Whereas in supervised machine learning labels are available for the data, providing a ground truth on which to score predictions, this is not the case with unsupervised machine learning, which uses different metrics for assessing model performance. The exact metrics depend on the specific unsupervised task and often involve measures of homogeneity or dissimilarity. For example, for clustering, one of the most common unsupervised machine learning tasks, metrics include silhouette score, Calinski-Harabasz coefficient, and Dunn index(Reference Palacio-Niño and Berzal91). The different ways in which these metrics determine the quality of clustering can lead them to arrive at different optimal solutions. Hence, unless there is rationale to prefer one over another, it may be interesting in unsupervised approaches to explore how results differ across different metrics and how this influences the eventual conclusions drawn from the machine learning experiment.

Validation procedures

Train-test split

Splitting the dataset into a portion for training (model-building) and a portion for testing (evaluating model performance) is the most basic way in which a model can be evaluated(Reference Kirk, Kok, Tufano, Tekinerdogan, Feskens and Camps1). The data may be split entirely randomly or in a way that maintains certain aspects of the data characteristics in each portion, such as ensuring the same proportion of cases and controls in the training and test data. The cost of this simplicity is that the results obtained from a train-test split can be highly dependent on how the dataset was split, which can lead to significant variability in performance metrics, especially with smaller datasets. While train-test splits are more reliable on large datasets or those with good signal-to-noise ratios, alternative methods such as cross-validation (discussed below) offer a more robust evaluation of model performance. If train-test splits are to be used, they should be repeated in order to increase the stability of the results(Reference Raschka and Mirjalili92).

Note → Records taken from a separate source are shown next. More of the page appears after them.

//! Execution gateway: stage source text, run the checker on it, classify
//! the outcome.

use std::time::{Duration, Instant};

use serde::{Deserialize, Serialize};
use tracing::info;

use crate::{config::Config, messages::Messages};

pub mod checker;
pub mod classify;
pub mod workspace;

pub use checker::Checker;
pub use classify::classify;
pub use workspace::{Workspace, WorkspaceAllocator};

/// Body of `POST /api/execute`.
#[derive(Debug, Clone, Serialize, Deserialize)]
pub struct ExecutionRequest {
    pub code: String,
}

/// Response contract of `POST /api/execute`.
#[derive(Debug, Clone, Default, PartialEq, Eq, Serialize, Deserialize)]
pub struct ExecutionResult {
    pub success: bool,
    pub output: String,
    pub errors: String,
}

/// Raw result of one checker run. Exactly one variant describes a run.
#[derive(Debug, Clone, PartialEq, Eq)]
pub enum ProcessOutcome {
    /// The process ran to completion. `exit_code` is `None` when it was
    /// terminated by a signal.
    Completed {
        exit_code: Option<i32>,
        stdout: String,
        stderr: String,
    },
    TimedOut {
        limit: Duration,
    },
    ToolMissing {
        program: String,
    },
    Failed {
        message: String,
    },
}

impl ProcessOutcome {
    pub fn kind(&self) -> &'static str {
        match self {
            Self::Completed { exit_code: Some(0), .. } => "passed",
            Self::Completed { .. } => "rejected",
            Self::TimedOut { .. } => "timed_out",
            Self::ToolMissing { .. } => "tool_missing",
            Self::Failed { .. } => "failed",
        }
    }
}

/// Composition root of the execution path. Stateless apart from its
/// configuration, so one instance serves concurrent requests.
#[derive(Debug, Clone)]
pub struct Gateway {
    allocator: WorkspaceAllocator,
    checker: Checker,
    messages: Messages,
}

impl Gateway {
    pub fn new(allocator: WorkspaceAllocator, checker: Checker, messages: Messages) -> Self {
        Self {
            allocator,
            checker,
            messages,
        }
    }

    pub fn from_config(cfg: &Config) -> Self {
        Self::new(
            WorkspaceAllocator::new(cfg.workspace_dir()),
            Checker::new(cfg.checker_program(), cfg.checker_timeout()),
            Messages::new(cfg.locale()),
        )
    }

    pub fn checker(&self) -> &Checker {
        &self.checker
    }

    /// Check `request.code` and report the result. Never fails: every fault
    /// is folded into the returned `ExecutionResult`.
    ///
    /// Dropping the returned future kills the checker and removes the
    /// workspace file.
    pub async fn execute(&self, request: &ExecutionRequest) -> ExecutionResult {
        let started = Instant::now();
        let outcome = self.run(&request.code).await;
        info!(
            outcome = outcome.kind(),
            elapsed_ms = started.elapsed().as_millis() as u64,
            bytes = request.code.len(),
            "checked source"
        );
        classify(&outcome, &self.messages)
    }

    async fn run(&self, source: &str) -> ProcessOutcome {
        let workspace = match self.allocator.acquire(source) {
            Ok(ws) => ws,
            Err(e) => {
                return ProcessOutcome::Failed {
                    message: e.to_string(),
                }
            }
        };
        let outcome = self.checker.run(workspace.path()).await;
        workspace.release();
        outcome
    }
}
//! Runs the external checker against one staged file under a deadline.

use std::{
    io,
    path::{Path, PathBuf},
    process::Stdio,
    time::Duration,
};

use tokio::{
    io::{AsyncRead, AsyncReadExt},
    process::{Child, Command},
    sync::watch,
    task::JoinHandle,
    time::timeout,
};
use tracing::warn;

use super::ProcessOutcome;

/// How long output may keep arriving after the checker itself has exited.
const DRAIN_GRACE: Duration = Duration::from_secs(2);

#[derive(Debug, Clone)]
pub struct Checker {
    program: PathBuf,
    timeout: Duration,
}

impl Checker {
    pub fn new(program: impl Into<PathBuf>, timeout: Duration) -> Self {
        Self {
            program: program.into(),
            timeout,
        }
    }

    pub fn program(&self) -> &Path {
        &self.program
    }

    pub fn timeout(&self) -> Duration {
        self.timeout
    }

    /// Run `<program> <path>` and wait at most `timeout` for it.
    ///
    /// The checker gets its own process group; every process left in it is
    /// killed before this returns, and the checker itself is reaped. If the
    /// future is dropped early the group is killed on drop.
    pub async fn run(&self, path: &Path) -> ProcessOutcome {
        let mut cmd = Command::new(&self.program);
        cmd.arg(path)
            .stdin(Stdio::null())
            .stdout(Stdio::piped())
            .stderr(Stdio::piped())
            .kill_on_drop(true);
        #[cfg(unix)]
        cmd.process_group(0);

        let mut child = match cmd.spawn() {
            Ok(child) => child,
            Err(e) if e.kind() == io::ErrorKind::NotFound => {
                return ProcessOutcome::ToolMissing {
                    program: self.program.display().to_string(),
                }
            }
            Err(e) => {
                return ProcessOutcome::Failed {
                    message: e.to_string(),
                }
            }
        };
        // Declared after `child` so it drops first, while the leader is
        // still unreaped and the group id cannot have been recycled.
        let mut group = ProcessGroup::of(&child);

        // Readers run beside the wait so a chatty checker never blocks on a
        // full pipe. They stop at EOF or when `stop` fires.
        let (stop, stop_rx) = watch::channel(false);
        let stdout_reader = tokio::spawn(read_text(child.stdout.take(), stop_rx.clone()));
        let stderr_reader = tokio::spawn(read_text(child.stderr.take(), stop_rx));

        let waited = timeout(self.timeout, child.wait()).await;

        match waited {
            Ok(Ok(status)) => {
                // Background descendants may still hold the pipes open.
                group.kill();
                match self.drain(stdout_reader, stderr_reader, &stop).await {
                    Ok((stdout, stderr)) => ProcessOutcome::Completed {
                        exit_code: status.code(),
                        stdout,
                        stderr,
                    },
                    Err(e) => ProcessOutcome::Failed {
                        message: e.to_string(),
                    },
                }
            }
            Ok(Err(e)) => {
                group.kill();
                self.reap(&mut child).await;
                let _ = stop.send(true);
                ProcessOutcome::Failed {
                    message: e.to_string(),
                }
            }
            Err(_elapsed) => {
                warn!(
                    program = %self.program.display(),
                    timeout_secs = self.timeout.as_secs(),
                    "checker exceeded deadline, killing"
                );
                group.kill();
                self.reap(&mut child).await;
                let _ = stop.send(true);
                ProcessOutcome::TimedOut {
                    limit: self.timeout,
                }
            }
        }
    }

    /// Collect both streams, giving up on EOF after `DRAIN_GRACE` and
    /// keeping whatever was read so far.
    async fn drain(
        &self,
        stdout_reader: JoinHandle<io::Result<String>>,
        stderr_reader: JoinHandle<io::Result<String>>,
        stop: &watch::Sender<bool>,
    ) -> io::Result<(String, String)> {
        let drained = async { tokio::join!(joined(stdout_reader), joined(stderr_reader)) };
        tokio::pin!(drained);
        let (stdout, stderr) = match timeout(DRAIN_GRACE, &mut drained).await {
            Ok(streams) => streams,
            Err(_elapsed) => {
                warn!(
                    program = %self.program.display(),
                    "checker output still open after exit, truncating"
                );
                let _ = stop.send(true);
                drained.await
            }
        };
        Ok((stdout?, stderr?))
    }

    async fn reap(&self, child: &mut Child) {
        // `kill` also waits for the exit status. An already-exited child
        // reports InvalidInput, which is fine.
        if let Err(e) = child.kill().await {
            if e.kind() != io::ErrorKind::InvalidInput {
                warn!(error = %e, "failed to kill checker");
            }
        }
    }
}

/// Handle on the checker's process group. Kills the whole group once,
/// either explicitly or on drop.
struct ProcessGroup {
    pgid: Option<i32>,
}

impl ProcessGroup {
    fn of(child: &Child) -> Self {
        Self {
            pgid: child.id().and_then(|pid| i32::try_from(pid).ok()),
        }
    }

    fn kill(&mut self) {
        if let Some(pgid) = self.pgid.take() {
            kill_group(pgid);
        }
    }
}

impl Drop for ProcessGroup {
    fn drop(&mut self) {
        self.kill();
    }
}

#[cfg(unix)]
fn kill_group(pgid: i32) {
    let rc = unsafe { libc::kill(-pgid, libc::SIGKILL) };
    if rc != 0 {
        let err = io::Error::last_os_error();
        // ESRCH: the group is already empty.
        if err.raw_os_error() != Some(libc::ESRCH) {
            warn!(pgid, error = %err, "failed to kill checker process group");
        }
    }
}

#[cfg(not(unix))]
fn kill_group(_pgid: i32) {}

async fn joined(reader: JoinHandle<io::Result<String>>) -> io::Result<String> {
    reader
        .await
        .map_err(|e| io::Error::new(io::ErrorKind::Other, e))?
}

async fn read_text<R: AsyncRead + Unpin>(
    pipe: Option<R>,
    mut stop: watch::Receiver<bool>,
) -> io::Result<String> {
    let mut buf = Vec::new();
    if let Some(mut pipe) = pipe {
        let mut chunk = [0u8; 8192];
        loop {
            tokio::select! {
                n = pipe.read(&mut chunk) => match n? {
                    0 => break,
                    n => buf.extend_from_slice(&chunk[..n]),
                },
                // Fires on `send` and when the sender is dropped.
                _ = stop.changed() => break,
            }
        }
    }
    Ok(String::from_utf8_lossy(&buf).into_owned())
}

The importance of repeating validation techniques with different subsamples of the data is shown in Fig. 3, which uses a decision tree classifier with the Pima Indians Diabetes dataset(Reference Smith, Everhart, Dickson, Knowler and Johannes93) to demonstrate the effect of validation technique, the number of times it is repeated, and sample size on the stability and uncertainty of the results. The code for the analysis and location of the dataset can be seen in the supplementary code. Fig. 3 makes clear the importance of repeating validation techniques on smaller datasets in order to increase the certainty of the results. However, this is not always observed in the literature, despite the fact that relatively small samples are often used in machine learning experiments.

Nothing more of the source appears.